Dataset entries:
....
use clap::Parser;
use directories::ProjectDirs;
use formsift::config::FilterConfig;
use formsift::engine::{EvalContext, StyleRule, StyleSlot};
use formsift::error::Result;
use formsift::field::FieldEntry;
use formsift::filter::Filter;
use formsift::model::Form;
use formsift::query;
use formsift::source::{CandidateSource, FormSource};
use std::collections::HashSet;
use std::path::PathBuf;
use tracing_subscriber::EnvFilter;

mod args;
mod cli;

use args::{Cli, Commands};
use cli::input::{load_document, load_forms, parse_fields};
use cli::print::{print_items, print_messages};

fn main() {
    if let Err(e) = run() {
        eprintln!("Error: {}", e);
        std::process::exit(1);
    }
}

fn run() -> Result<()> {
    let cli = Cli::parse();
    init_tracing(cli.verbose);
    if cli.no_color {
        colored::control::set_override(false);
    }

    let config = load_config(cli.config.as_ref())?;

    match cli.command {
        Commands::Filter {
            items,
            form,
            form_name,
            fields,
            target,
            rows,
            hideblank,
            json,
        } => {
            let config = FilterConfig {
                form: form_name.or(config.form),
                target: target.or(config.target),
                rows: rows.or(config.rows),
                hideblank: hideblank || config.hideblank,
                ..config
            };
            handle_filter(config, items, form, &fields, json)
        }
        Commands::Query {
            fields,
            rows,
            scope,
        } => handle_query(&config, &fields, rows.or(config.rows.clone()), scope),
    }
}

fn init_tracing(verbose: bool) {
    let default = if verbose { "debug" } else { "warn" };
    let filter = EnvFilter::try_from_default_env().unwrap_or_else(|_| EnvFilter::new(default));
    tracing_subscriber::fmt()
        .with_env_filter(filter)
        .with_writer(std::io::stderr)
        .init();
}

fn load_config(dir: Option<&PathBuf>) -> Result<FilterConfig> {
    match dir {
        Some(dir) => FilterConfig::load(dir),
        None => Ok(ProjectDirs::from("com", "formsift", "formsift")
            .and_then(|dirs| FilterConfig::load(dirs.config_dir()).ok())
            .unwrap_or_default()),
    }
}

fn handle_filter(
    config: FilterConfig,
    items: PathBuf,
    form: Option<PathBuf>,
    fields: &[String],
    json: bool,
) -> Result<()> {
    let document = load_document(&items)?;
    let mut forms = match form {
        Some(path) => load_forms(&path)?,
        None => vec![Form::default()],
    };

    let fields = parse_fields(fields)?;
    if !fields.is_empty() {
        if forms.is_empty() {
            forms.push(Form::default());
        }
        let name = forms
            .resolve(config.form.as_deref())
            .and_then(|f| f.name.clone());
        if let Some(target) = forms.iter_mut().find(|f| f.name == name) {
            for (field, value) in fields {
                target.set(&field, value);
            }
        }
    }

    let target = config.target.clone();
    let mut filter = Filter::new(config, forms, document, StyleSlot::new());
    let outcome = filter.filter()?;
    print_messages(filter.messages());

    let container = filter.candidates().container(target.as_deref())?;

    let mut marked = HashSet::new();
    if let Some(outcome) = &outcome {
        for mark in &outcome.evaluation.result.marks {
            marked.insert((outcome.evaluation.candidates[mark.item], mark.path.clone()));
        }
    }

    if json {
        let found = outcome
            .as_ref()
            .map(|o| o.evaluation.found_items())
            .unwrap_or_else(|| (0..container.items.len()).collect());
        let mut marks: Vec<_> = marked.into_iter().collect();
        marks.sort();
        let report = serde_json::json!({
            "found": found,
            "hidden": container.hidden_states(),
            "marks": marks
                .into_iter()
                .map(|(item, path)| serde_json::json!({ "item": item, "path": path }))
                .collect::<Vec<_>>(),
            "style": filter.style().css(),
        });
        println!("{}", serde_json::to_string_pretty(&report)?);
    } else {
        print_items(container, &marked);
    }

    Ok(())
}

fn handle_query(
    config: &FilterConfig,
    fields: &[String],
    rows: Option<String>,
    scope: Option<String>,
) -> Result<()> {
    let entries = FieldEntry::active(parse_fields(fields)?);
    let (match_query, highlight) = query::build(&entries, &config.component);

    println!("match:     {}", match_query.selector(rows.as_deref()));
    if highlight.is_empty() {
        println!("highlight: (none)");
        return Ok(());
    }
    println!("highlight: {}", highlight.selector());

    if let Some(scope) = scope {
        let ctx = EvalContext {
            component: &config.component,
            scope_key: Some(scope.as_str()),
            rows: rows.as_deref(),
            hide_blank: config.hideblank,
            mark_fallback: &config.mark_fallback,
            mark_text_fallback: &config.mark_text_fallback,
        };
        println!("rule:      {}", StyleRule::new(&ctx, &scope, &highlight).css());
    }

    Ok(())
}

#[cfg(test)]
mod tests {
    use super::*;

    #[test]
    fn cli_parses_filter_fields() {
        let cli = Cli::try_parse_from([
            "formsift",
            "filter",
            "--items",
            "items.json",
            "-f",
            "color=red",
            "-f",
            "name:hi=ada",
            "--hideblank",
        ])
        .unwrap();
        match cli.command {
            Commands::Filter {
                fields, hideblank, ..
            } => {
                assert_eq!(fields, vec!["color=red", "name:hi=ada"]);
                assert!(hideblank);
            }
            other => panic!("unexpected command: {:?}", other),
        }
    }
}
....
Exercise goal >> Transcribe each entry verbatim, leaving none out.

Task output >>
use clap::Parser;
use directories::ProjectDirs;
use formsift::config::FilterConfig;
use formsift::engine::{EvalContext, StyleRule, StyleSlot};
use formsift::error::Result;
use formsift::field::FieldEntry;
use formsift::filter::Filter;
use formsift::model::Form;
use formsift::query;
use formsift::source::{CandidateSource, FormSource};
use std::collections::HashSet;
use std::path::PathBuf;
use tracing_subscriber::EnvFilter;

mod args;
mod cli;

use args::{Cli, Commands};
use cli::input::{load_document, load_forms, parse_fields};
use cli::print::{print_items, print_messages};

fn main() {
    if let Err(e) = run() {
        eprintln!("Error: {}", e);
        std::process::exit(1);
    }
}

fn run() -> Result<()> {
    let cli = Cli::parse();
    init_tracing(cli.verbose);
    if cli.no_color {
        colored::control::set_override(false);
    }

    let config = load_config(cli.config.as_ref())?;

    match cli.command {
        Commands::Filter {
            items,
            form,
            form_name,
            fields,
            target,
            rows,
            hideblank,
            json,
        } => {
            let config = FilterConfig {
                form: form_name.or(config.form),
                target: target.or(config.target),
                rows: rows.or(config.rows),
                hideblank: hideblank || config.hideblank,
                ..config
            };
            handle_filter(config, items, form, &fields, json)
        }
        Commands::Query {
            fields,
            rows,
            scope,
        } => handle_query(&config, &fields, rows.or(config.rows.clone()), scope),
    }
}

fn init_tracing(verbose: bool) {
    let default = if verbose { "debug" } else { "warn" };
    let filter = EnvFilter::try_from_default_env().unwrap_or_else(|_| EnvFilter::new(default));
    tracing_subscriber::fmt()
        .with_env_filter(filter)
        .with_writer(std::io::stderr)
        .init();
}

fn load_config(dir: Option<&PathBuf>) -> Result<FilterConfig> {
    match dir {
        Some(dir) => FilterConfig::load(dir),
        None => Ok(ProjectDirs::from("com", "formsift", "formsift")
            .and_then(|dirs| FilterConfig::load(dirs.config_dir()).ok())
            .unwrap_or_default()),
    }
}

fn handle_filter(
    config: FilterConfig,
    items: PathBuf,
    form: Option<PathBuf>,
    fields: &[String],
    json: bool,
) -> Result<()> {
    let document = load_document(&items)?;
    let mut forms = match form {
        Some(path) => load_forms(&path)?,
        None => vec![Form::default()],
    };

    let fields = parse_fields(fields)?;
    if !fields.is_empty() {
        if forms.is_empty() {
            forms.push(Form::default());
        }
        let name = forms
            .resolve(config.form.as_deref())
            .and_then(|f| f.name.clone());
        if let Some(target) = forms.iter_mut().find(|f| f.name == name) {
            for (field, value) in fields {
                target.set(&field, value);
            }
        }
    }

    let target = config.target.clone();
    let mut filter = Filter::new(config, forms, document, StyleSlot::new());
    let outcome = filter.filter()?;
    print_messages(filter.messages());

    let container = filter.candidates().container(target.as_deref())?;

    let mut marked = HashSet::new();
    if let Some(outcome) = &outcome {
        for mark in &outcome.evaluation.result.marks {
            marked.insert((outcome.evaluation.candidates[mark.item], mark.path.clone()));
        }
    }

    if json {
        let found = outcome
            .as_ref()
            .map(|o| o.evaluation.found_items())
            .unwrap_or_else(|| (0..container.items.len()).collect());
        let mut marks: Vec<_> = marked.into_iter().collect();
        marks.sort();
        let report = serde_json::json!({
            "found": found,
            "hidden": container.hidden_states(),
            "marks": marks
                .into_iter()
                .map(|(item, path)| serde_json::json!({ "item": item, "path": path }))
                .collect::<Vec<_>>(),
            "style": filter.style().css(),
        });
        println!("{}", serde_json::to_string_pretty(&report)?);
    } else {
        print_items(container, &marked);
    }

    Ok(())
}

fn handle_query(
    config: &FilterConfig,
    fields: &[String],
    rows: Option<String>,
    scope: Option<String>,
) -> Result<()> {
    let entries = FieldEntry::active(parse_fields(fields)?);
    let (match_query, highlight) = query::build(&entries, &config.component);

    println!("match:     {}", match_query.selector(rows.as_deref()));
    if highlight.is_empty() {
        println!("highlight: (none)");
        return Ok(());
    }
    println!("highlight: {}", highlight.selector());

    if let Some(scope) = scope {
        let ctx = EvalContext {
            component: &config.component,
            scope_key: Some(scope.as_str()),
            rows: rows.as_deref(),
            hide_blank: config.hideblank,
            mark_fallback: &config.mark_fallback,
            mark_text_fallback: &config.mark_text_fallback,
        };
        println!("rule:      {}", StyleRule::new(&ctx, &scope, &highlight).css());
    }

    Ok(())
}

#[cfg(test)]
mod tests {
    use super::*;

    #[test]
    fn cli_parses_filter_fields() {
        let cli = Cli::try_parse_from([
            "formsift",
            "filter",
            "--items",
            "items.json",
            "-f",
            "color=red",
            "-f",
            "name:hi=ada",
            "--hideblank",
        ])
        .unwrap();
        match cli.command {
            Commands::Filter {
                fields, hideblank, ..
            } => {
                assert_eq!(fields, vec!["color=red", "name:hi=ada"]);
                assert!(hideblank);
            }
            other => panic!("unexpected command: {:?}", other),
        }
    }
}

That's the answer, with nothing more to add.